Yvonne Hofstetter sieht Handlungsbedarf auch bei den technischen Voraussetzungen. Deutschland und Europa seien bei digitalen Schlüsseltechnologien so weit zurück geblieben, dass man diese nun aus den USA importieren müsse. Hofstetter glaubt: "Eine eigenständige digitale Infrastruktur zur Sicherung der Grundrechte wäre möglich." Auch Prof. Dr. Petra Grimm sieht die Freiheit im digitalen System "auf Dauer nur durch die Unabhängigkeit von den Global Players garantiert". Markus Beckedahls Ideal wäre, dass jeder über die Formen seiner Nutzung selbst entscheiden kann. Für solche Entscheidungen fehle es häufig an Wissen und Medienkompetenz, gibt Prof. Dr. Petra Grimm zu bedenken: "Wir brauchen mehr Aufklärung, mehr Raum, das Thema zu diskutieren und zu vermitteln." Beckedahl appelliert abschließend, für ein selbstbestimmtes Leben aktiv einzutreten: "Wir müssen unsere Rechte einfordern, sonst verhandeln andere über die Regeln des Spiels." Da passt das Thema des nächsten Herrenhäuser Gesprächs am 28. Mai ganz hervorragend: "Gegen den Strich - von der Notwendigkeit zivilen Ungehorsams" Bericht von Thomas Kaestle

Nach der Diskussion klang der Abend im Foyer des Auditoriums aus. (Foto: Vivian Rutsch für VolkswagenStiftung)

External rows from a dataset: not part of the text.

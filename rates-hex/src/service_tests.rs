//! RatesService and router unit tests.

#[cfg(test)]
pub(crate) mod tests {
    use std::sync::{Arc, Mutex};

    use async_trait::async_trait;

    use rates_types::{
        AppError, ProviderError, RateProvider, RateValue, RatesResponse,
    };

    use crate::inbound::HttpServer;
    use crate::{ProviderRegistry, RatesService};

    /// Canned outcome for the mock provider.
    enum Outcome {
        Rates,
        NotFound,
        Unavailable,
    }

    /// In-memory provider for testing the service and routing layers.
    struct MockProvider {
        name: &'static str,
        outcome: Outcome,
        calls: Mutex<Vec<(Vec<String>, String)>>,
    }

    impl MockProvider {
        fn new(outcome: Outcome) -> Self {
            Self {
                name: "Mock",
                outcome,
                calls: Mutex::new(Vec::new()),
            }
        }
    }

    #[async_trait]
    impl RateProvider for MockProvider {
        fn name(&self) -> &str {
            self.name
        }

        async fn get_currencies(
            &self,
            codes: &[String],
            date: &str,
        ) -> Result<RatesResponse, ProviderError> {
            self.calls
                .lock()
                .unwrap()
                .push((codes.to_vec(), date.to_string()));

            match self.outcome {
                Outcome::Rates => Ok(RatesResponse {
                    as_of: "2023-01-02".into(),
                    provider: self.name.into(),
                    rates: vec![RateValue {
                        code: "USD".into(),
                        value: 4.0,
                    }],
                }),
                Outcome::NotFound => Err(ProviderError::NotFound("no rates found".into())),
                Outcome::Unavailable => {
                    Err(ProviderError::UpstreamUnavailable("status 503".into()))
                }
            }
        }
    }

    fn service_with(provider: Arc<MockProvider>) -> RatesService {
        let registry = ProviderRegistry::new([provider as Arc<dyn RateProvider>]);
        RatesService::new(registry)
    }

    #[tokio::test]
    async fn delegates_to_the_named_provider_unchanged() {
        let provider = Arc::new(MockProvider::new(Outcome::Rates));
        let service = service_with(provider.clone());

        let codes = vec!["USD".to_string(), "USD".to_string()];
        let response = service
            .get_currencies("mock", &codes, "2023-01-02")
            .await
            .unwrap();

        assert_eq!(response.provider, "Mock");
        // Codes pass through without dedup or substitution.
        let calls = provider.calls.lock().unwrap();
        assert_eq!(calls.as_slice(), &[(codes, "2023-01-02".to_string())]);
    }

    #[tokio::test]
    async fn provider_lookup_is_case_insensitive() {
        let provider = Arc::new(MockProvider::new(Outcome::Rates));
        let service = service_with(provider);

        let codes = vec!["USD".to_string()];
        assert!(service.get_currencies("MOCK", &codes, "").await.is_ok());
    }

    #[tokio::test]
    async fn unknown_provider_is_a_bad_request_listing_supported_names() {
        let provider = Arc::new(MockProvider::new(Outcome::Rates));
        let service = service_with(provider.clone());

        let err = service
            .get_currencies("frankfurter", &["USD".to_string()], "")
            .await
            .unwrap_err();

        match err {
            AppError::BadRequest { details, .. } => {
                assert!(details.contains("frankfurter"));
                assert!(details.contains("mock"));
            }
            other => panic!("expected BadRequest, got {other:?}"),
        }
        assert!(provider.calls.lock().unwrap().is_empty());
    }

    #[tokio::test]
    async fn provider_failures_keep_their_classification() {
        let service = service_with(Arc::new(MockProvider::new(Outcome::Unavailable)));

        let err = service
            .get_currencies("mock", &["USD".to_string()], "")
            .await
            .unwrap_err();

        assert!(matches!(err, AppError::BadGateway { .. }));
    }

    // ─────────────────────────────────────────────────────────────────────────
    // Router tests
    // ─────────────────────────────────────────────────────────────────────────

    use axum::body::Body;
    use axum::http::{Request, StatusCode};
    use http_body_util::BodyExt;
    use tower::ServiceExt;

    async fn request(
        outcome: Outcome,
        uri: &str,
    ) -> (StatusCode, serde_json::Value) {
        let service = service_with(Arc::new(MockProvider::new(outcome)));
        let router = HttpServer::new(service).router();

        let response = router
            .oneshot(Request::builder().uri(uri).body(Body::empty()).unwrap())
            .await
            .unwrap();

        let status = response.status();
        let bytes = response.into_body().collect().await.unwrap().to_bytes();
        let json = serde_json::from_slice(&bytes).unwrap();
        (status, json)
    }

    #[tokio::test]
    async fn health_endpoint_reports_healthy() {
        let (status, body) = request(Outcome::Rates, "/health").await;
        assert_eq!(status, StatusCode::OK);
        assert_eq!(body, serde_json::json!({ "status": "healthy" }));
    }

    #[tokio::test]
    async fn currencies_endpoint_returns_normalized_rates() {
        let (status, body) =
            request(Outcome::Rates, "/currencies?codes=USD&provider=mock").await;

        assert_eq!(status, StatusCode::OK);
        assert_eq!(
            body,
            serde_json::json!({
                "asOf": "2023-01-02",
                "provider": "Mock",
                "rates": [{ "code": "USD", "value": 4.0 }]
            })
        );
    }

    #[tokio::test]
    async fn missing_rates_surface_as_404_error_body() {
        let (status, body) =
            request(Outcome::NotFound, "/currencies?codes=JPY&provider=mock").await;

        assert_eq!(status, StatusCode::NOT_FOUND);
        assert_eq!(body["message"], "no rates found");
    }

    #[tokio::test]
    async fn upstream_failures_surface_as_502_error_body() {
        let (status, body) =
            request(Outcome::Unavailable, "/currencies?provider=mock").await;

        assert_eq!(status, StatusCode::BAD_GATEWAY);
        assert_eq!(body["message"], "upstream unavailable");
        assert_eq!(body["details"], "status 503");
    }

    #[tokio::test]
    async fn unknown_provider_surfaces_as_400_error_body() {
        let (status, body) = request(Outcome::Rates, "/currencies?provider=nope").await;

        assert_eq!(status, StatusCode::BAD_REQUEST);
        assert_eq!(body["message"], "invalid input");
    }
}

Hintergrund: Herrenhäuser Gespräche

Mit den Herrenhäuser Gesprächen präsentieren die VolkswagenStiftung und NDR Kultur aktuelle Themen aus Wissenschaft und Kultur, die unsere Gesellschaft bewegen. Ganz im Sinne von Gottfried Wilhelm Leibniz positioniert sich Herrenhausen damit als ein Ort des intellektuellen Diskurses, der weit über die Grenzen der Stadt Hannover hinaus eine breite Öffentlichkeit zum Mit- und Nachdenken anregt.